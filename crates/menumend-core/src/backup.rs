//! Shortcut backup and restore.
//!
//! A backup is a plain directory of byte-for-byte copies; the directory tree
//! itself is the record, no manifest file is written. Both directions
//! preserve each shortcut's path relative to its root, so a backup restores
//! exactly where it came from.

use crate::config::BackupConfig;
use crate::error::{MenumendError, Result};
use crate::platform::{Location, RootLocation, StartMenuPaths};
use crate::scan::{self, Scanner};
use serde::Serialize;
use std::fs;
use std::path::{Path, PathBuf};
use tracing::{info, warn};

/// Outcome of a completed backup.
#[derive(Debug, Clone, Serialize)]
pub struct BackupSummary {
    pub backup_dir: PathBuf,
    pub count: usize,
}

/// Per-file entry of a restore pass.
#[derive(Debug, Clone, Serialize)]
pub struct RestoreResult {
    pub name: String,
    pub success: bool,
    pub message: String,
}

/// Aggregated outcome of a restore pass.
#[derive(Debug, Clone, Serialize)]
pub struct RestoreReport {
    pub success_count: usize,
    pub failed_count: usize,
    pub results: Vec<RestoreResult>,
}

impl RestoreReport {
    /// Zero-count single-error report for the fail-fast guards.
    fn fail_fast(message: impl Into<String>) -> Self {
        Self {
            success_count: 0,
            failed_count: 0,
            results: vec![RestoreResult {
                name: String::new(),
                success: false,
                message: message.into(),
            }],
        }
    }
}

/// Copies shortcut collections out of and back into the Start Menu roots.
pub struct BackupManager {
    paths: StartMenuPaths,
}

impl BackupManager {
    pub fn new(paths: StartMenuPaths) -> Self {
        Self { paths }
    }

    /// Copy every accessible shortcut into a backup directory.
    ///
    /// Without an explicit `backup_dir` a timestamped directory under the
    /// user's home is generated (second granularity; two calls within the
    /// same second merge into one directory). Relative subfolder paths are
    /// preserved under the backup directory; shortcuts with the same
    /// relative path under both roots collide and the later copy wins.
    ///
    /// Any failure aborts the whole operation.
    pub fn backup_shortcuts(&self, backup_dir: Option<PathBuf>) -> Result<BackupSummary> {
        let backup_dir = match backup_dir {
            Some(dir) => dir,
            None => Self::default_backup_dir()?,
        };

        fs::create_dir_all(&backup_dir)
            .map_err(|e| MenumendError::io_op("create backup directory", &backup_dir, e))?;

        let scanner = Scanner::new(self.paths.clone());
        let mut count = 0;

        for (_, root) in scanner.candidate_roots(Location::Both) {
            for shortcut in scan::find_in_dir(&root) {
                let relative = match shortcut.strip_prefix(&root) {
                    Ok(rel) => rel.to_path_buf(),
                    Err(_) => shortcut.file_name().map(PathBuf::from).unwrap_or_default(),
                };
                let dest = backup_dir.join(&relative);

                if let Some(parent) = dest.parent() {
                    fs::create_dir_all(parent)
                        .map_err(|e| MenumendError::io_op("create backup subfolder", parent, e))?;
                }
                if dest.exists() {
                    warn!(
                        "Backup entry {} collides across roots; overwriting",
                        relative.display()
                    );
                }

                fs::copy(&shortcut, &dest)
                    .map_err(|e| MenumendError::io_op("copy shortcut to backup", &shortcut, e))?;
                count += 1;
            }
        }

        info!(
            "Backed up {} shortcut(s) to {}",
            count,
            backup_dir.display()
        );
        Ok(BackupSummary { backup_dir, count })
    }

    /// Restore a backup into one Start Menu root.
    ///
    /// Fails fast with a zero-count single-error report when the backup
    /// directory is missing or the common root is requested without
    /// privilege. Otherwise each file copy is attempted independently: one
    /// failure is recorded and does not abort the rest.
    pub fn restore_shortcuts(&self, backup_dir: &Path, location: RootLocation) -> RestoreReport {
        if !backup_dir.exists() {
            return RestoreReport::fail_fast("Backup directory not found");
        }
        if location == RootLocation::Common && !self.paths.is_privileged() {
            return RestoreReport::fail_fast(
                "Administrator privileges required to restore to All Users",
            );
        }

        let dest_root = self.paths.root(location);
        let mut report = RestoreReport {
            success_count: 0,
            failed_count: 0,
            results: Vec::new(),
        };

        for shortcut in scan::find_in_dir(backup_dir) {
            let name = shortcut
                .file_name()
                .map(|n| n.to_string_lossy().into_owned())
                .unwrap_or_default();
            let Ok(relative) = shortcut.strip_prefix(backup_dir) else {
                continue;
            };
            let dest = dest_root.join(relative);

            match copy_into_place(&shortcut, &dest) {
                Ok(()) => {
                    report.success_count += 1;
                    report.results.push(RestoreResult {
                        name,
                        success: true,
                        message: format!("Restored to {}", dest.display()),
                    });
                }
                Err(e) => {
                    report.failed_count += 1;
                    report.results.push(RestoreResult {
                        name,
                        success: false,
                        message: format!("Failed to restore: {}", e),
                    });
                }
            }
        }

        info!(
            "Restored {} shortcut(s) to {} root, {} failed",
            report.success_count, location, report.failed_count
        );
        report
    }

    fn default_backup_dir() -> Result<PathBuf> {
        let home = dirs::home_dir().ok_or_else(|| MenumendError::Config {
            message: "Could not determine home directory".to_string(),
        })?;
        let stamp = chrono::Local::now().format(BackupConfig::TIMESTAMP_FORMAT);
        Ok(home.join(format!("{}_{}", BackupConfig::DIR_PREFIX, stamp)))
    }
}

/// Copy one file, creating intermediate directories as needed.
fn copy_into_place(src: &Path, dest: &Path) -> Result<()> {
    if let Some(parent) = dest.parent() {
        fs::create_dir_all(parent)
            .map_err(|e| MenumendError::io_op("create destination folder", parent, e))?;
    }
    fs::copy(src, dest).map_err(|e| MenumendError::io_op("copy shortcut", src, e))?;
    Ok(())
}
------------
Above are some records; copy exactly the lines from the one with "pub fn backup_shortcuts(&self, backup_dir: Option<PathBuf>)" through the one with "let scanner = Scanner::new(self.paths.clone());", both included, and no others.

Response:
    pub fn backup_shortcuts(&self, backup_dir: Option<PathBuf>) -> Result<BackupSummary> {
        let backup_dir = match backup_dir {
            Some(dir) => dir,
            None => Self::default_backup_dir()?,
        };

        fs::create_dir_all(&backup_dir)
            .map_err(|e| MenumendError::io_op("create backup directory", &backup_dir, e))?;

        let scanner = Scanner::new(self.paths.clone());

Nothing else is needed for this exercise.